Collected data entries:

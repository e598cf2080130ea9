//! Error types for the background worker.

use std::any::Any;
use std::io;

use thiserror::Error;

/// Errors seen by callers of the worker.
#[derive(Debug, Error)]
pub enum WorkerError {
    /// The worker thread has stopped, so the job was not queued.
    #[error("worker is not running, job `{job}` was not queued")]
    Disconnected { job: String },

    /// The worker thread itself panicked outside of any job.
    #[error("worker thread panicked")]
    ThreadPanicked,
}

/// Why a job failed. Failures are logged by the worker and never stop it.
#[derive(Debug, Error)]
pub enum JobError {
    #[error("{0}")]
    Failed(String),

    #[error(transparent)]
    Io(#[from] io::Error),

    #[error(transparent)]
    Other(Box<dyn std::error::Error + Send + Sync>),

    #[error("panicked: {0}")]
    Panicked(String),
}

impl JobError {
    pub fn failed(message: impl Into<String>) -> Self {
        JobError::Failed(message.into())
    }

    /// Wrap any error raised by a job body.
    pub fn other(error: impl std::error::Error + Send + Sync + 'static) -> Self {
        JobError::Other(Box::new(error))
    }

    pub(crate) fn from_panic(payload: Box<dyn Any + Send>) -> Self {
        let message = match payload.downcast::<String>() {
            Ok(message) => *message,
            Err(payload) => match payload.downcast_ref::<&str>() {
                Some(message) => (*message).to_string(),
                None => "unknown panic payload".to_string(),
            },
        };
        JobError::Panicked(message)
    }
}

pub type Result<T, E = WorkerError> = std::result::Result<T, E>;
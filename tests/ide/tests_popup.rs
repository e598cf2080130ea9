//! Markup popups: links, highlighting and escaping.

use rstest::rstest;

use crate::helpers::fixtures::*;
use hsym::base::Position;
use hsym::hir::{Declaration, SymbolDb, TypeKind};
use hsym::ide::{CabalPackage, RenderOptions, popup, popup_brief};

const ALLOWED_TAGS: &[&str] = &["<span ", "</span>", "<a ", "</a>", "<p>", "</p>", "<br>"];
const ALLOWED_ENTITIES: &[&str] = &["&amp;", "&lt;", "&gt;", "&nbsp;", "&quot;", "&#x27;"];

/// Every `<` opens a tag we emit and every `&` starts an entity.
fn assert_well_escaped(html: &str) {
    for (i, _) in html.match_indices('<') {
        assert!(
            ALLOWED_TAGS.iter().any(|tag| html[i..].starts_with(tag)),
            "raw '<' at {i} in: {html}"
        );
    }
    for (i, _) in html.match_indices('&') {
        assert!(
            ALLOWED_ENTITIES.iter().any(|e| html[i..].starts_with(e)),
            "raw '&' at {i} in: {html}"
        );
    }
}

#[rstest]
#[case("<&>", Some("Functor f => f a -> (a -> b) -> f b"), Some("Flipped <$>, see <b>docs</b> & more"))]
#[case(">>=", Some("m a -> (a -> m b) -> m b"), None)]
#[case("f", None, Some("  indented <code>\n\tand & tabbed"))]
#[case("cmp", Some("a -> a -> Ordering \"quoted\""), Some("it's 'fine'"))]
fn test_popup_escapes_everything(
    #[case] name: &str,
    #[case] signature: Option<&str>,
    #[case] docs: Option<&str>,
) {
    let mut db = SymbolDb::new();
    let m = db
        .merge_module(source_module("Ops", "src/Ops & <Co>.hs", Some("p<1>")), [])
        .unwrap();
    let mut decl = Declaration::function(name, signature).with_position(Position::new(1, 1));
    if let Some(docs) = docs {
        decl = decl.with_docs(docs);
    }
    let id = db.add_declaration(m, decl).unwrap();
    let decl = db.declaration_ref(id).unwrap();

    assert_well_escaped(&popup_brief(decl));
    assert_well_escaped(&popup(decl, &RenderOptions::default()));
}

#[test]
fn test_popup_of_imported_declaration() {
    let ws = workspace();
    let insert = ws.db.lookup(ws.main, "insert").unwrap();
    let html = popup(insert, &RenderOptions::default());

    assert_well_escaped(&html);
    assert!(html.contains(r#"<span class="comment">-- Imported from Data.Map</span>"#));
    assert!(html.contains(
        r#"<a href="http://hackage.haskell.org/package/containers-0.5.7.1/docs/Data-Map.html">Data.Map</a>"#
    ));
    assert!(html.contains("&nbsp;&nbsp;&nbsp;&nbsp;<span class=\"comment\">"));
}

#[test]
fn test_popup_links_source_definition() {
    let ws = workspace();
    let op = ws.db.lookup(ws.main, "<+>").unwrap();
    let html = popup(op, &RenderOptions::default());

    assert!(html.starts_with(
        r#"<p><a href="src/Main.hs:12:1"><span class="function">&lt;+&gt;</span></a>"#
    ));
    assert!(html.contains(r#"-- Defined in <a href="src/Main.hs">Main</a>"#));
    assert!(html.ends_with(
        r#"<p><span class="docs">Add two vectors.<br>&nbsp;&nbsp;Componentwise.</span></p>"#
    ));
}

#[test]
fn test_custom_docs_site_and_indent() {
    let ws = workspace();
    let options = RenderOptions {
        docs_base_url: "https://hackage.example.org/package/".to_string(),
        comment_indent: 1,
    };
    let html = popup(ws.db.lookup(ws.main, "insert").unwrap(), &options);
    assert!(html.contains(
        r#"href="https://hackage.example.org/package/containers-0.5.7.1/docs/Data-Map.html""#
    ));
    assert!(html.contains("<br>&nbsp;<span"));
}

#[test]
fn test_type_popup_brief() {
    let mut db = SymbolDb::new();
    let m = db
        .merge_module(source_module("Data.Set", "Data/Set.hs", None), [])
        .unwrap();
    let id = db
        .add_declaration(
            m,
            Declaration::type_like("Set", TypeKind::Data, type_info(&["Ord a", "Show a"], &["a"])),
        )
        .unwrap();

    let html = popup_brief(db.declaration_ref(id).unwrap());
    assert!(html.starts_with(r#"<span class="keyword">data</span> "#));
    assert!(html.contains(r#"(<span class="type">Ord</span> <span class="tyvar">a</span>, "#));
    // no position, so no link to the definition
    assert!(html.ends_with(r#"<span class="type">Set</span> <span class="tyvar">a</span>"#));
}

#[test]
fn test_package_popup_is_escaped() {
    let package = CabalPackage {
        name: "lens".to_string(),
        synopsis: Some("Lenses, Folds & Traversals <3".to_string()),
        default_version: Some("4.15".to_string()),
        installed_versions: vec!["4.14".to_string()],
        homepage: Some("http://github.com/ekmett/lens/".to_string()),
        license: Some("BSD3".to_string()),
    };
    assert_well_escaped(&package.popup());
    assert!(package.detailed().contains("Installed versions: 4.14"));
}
--
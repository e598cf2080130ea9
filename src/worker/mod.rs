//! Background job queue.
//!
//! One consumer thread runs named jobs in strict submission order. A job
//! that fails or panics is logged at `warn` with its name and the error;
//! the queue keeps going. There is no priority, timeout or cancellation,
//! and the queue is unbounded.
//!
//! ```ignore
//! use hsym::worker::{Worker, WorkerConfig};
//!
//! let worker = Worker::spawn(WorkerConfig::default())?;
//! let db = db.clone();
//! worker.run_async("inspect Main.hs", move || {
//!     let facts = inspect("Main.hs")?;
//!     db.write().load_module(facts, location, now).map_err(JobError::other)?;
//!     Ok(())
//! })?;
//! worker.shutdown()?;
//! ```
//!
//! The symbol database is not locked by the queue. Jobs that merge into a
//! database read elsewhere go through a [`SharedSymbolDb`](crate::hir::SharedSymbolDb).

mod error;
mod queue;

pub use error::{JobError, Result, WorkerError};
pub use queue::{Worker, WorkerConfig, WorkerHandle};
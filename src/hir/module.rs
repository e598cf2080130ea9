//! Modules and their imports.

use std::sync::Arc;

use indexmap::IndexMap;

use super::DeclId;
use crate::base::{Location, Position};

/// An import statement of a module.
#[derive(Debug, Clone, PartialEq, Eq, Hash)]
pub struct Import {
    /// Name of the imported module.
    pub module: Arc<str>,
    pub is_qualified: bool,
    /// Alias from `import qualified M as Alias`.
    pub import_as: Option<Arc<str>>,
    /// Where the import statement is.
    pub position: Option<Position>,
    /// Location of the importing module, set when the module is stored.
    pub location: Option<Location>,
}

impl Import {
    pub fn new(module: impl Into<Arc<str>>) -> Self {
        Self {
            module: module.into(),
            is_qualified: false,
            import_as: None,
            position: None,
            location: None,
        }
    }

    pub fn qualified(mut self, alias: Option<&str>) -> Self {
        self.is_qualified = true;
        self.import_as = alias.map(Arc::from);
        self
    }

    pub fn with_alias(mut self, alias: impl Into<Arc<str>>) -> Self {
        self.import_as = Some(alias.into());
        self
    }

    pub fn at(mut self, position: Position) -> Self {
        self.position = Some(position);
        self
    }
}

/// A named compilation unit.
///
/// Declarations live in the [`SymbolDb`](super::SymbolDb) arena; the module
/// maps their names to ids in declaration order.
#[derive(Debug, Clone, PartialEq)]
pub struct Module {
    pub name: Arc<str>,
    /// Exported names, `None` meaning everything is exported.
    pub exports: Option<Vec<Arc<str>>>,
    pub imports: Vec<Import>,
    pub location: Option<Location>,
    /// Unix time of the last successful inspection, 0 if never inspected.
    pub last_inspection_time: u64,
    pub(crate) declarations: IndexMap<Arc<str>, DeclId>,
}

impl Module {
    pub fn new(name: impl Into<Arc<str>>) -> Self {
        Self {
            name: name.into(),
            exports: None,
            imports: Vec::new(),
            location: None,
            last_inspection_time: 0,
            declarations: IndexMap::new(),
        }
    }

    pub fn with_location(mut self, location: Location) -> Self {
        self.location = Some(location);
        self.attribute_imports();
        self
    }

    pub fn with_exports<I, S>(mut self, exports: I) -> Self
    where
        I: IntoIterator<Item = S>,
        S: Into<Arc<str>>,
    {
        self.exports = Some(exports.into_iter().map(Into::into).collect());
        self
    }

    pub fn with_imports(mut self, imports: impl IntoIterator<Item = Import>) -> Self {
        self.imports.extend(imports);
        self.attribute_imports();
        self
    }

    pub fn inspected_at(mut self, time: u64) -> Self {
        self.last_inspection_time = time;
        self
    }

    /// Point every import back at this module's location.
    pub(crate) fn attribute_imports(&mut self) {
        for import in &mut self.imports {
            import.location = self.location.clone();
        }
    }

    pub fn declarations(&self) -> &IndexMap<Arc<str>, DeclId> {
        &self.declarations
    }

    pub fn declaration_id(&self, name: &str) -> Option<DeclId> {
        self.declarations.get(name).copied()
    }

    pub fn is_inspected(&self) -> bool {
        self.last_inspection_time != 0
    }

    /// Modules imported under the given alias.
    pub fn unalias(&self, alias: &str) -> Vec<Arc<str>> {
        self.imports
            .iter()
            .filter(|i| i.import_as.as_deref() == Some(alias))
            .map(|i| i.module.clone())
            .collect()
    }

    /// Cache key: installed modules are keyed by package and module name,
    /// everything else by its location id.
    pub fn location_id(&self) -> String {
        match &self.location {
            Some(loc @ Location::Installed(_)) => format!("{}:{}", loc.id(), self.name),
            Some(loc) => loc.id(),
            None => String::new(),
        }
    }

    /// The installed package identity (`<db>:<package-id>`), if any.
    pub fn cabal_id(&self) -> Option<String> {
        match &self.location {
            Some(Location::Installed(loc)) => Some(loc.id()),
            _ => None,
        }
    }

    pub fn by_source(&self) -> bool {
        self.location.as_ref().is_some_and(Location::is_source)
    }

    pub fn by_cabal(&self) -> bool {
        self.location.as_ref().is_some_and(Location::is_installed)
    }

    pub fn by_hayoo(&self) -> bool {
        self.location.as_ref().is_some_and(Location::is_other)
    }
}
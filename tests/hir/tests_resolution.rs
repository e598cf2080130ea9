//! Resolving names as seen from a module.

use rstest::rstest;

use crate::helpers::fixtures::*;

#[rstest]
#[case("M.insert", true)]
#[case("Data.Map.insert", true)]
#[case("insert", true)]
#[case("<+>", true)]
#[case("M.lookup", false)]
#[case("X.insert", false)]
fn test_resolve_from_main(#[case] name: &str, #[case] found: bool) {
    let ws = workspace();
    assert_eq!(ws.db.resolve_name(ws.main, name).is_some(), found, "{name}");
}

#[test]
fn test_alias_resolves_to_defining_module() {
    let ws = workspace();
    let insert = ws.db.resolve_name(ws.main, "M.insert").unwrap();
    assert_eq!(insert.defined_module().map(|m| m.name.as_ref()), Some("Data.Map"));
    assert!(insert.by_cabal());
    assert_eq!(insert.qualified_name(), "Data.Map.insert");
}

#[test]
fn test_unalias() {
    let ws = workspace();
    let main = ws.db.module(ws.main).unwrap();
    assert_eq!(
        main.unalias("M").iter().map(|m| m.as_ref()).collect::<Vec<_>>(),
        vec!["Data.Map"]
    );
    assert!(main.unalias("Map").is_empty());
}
* * *
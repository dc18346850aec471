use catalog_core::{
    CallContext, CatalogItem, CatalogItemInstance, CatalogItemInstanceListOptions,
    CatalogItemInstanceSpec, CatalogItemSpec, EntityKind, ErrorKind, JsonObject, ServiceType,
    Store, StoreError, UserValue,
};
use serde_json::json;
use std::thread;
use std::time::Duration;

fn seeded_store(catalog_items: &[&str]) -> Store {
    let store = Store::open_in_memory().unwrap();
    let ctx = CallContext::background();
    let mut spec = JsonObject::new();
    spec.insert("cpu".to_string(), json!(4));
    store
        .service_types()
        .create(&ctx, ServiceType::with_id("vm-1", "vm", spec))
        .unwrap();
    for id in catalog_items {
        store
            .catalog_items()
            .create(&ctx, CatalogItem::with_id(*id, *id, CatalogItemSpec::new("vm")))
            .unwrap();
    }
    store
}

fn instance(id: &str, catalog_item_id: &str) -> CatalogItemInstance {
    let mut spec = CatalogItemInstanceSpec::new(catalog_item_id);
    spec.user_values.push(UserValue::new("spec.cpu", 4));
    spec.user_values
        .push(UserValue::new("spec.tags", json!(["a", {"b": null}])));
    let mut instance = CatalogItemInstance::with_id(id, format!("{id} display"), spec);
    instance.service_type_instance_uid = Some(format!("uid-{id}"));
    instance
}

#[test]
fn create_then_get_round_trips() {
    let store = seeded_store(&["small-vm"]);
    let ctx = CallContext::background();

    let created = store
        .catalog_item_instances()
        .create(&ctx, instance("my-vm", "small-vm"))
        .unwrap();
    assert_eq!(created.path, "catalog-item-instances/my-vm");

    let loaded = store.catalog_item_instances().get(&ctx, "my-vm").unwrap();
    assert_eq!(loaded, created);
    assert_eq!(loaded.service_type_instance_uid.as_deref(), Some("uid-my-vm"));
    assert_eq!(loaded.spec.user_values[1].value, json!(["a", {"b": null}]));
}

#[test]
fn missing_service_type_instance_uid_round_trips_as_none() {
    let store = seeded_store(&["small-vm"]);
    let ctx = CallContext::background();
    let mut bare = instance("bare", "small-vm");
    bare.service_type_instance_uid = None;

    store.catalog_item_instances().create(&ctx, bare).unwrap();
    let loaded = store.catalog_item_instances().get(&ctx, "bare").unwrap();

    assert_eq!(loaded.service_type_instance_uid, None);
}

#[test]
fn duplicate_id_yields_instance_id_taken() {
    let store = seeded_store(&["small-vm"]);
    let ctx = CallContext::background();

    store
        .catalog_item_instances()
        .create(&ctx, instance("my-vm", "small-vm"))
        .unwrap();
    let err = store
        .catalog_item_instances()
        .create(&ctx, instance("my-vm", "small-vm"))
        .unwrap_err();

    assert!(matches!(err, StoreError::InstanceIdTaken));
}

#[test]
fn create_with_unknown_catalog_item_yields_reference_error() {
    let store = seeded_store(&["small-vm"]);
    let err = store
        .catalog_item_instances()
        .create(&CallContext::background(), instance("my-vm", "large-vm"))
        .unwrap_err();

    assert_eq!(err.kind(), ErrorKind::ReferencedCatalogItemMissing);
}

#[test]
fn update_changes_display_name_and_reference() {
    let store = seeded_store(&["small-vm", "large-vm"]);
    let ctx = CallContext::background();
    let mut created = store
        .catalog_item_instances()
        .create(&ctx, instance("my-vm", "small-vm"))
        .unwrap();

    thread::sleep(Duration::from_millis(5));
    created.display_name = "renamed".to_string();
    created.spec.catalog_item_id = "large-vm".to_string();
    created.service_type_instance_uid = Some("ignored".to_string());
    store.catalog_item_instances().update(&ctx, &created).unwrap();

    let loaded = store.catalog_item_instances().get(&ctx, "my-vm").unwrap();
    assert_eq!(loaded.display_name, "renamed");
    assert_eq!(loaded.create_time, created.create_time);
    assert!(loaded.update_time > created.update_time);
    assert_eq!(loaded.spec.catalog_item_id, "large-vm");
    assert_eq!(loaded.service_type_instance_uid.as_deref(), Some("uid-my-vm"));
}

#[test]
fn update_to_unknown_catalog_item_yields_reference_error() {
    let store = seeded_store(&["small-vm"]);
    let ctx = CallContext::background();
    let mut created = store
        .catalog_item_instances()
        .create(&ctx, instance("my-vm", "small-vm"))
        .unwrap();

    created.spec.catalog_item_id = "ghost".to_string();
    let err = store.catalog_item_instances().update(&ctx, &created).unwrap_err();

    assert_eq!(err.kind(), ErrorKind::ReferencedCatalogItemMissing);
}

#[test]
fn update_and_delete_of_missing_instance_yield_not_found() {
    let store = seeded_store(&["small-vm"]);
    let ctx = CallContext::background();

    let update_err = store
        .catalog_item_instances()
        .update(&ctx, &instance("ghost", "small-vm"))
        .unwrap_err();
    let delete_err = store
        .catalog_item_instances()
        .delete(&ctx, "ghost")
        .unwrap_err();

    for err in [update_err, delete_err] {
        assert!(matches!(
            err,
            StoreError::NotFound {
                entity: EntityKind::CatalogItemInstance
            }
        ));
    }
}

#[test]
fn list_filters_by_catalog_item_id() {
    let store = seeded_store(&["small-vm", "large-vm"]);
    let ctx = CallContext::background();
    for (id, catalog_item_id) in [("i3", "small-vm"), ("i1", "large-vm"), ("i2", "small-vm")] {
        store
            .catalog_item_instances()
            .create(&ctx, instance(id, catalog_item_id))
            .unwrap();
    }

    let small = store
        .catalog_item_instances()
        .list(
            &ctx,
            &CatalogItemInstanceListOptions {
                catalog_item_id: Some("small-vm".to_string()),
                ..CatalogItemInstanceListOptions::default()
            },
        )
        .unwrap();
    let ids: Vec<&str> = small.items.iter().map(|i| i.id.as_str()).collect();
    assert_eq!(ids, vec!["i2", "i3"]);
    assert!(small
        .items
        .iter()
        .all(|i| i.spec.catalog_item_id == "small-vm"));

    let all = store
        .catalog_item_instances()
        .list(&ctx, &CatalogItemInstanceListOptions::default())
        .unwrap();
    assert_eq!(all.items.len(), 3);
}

PROMPT: Return, from the data above, each line in which the string "crate" appears.

YOUR SOLUTION:
    pub(crate) fn from_panic(payload: Box<dyn Any + Send>) -> Self {
use crate::helpers::fixtures::*;
//! database read elsewhere go through a [`SharedSymbolDb`](crate::hir::SharedSymbolDb).
use crate::base::{Location, Position};
    pub(crate) declarations: IndexMap<Arc<str>, DeclId>,
    pub(crate) fn attribute_imports(&mut self) {
use crate::helpers::fixtures::*;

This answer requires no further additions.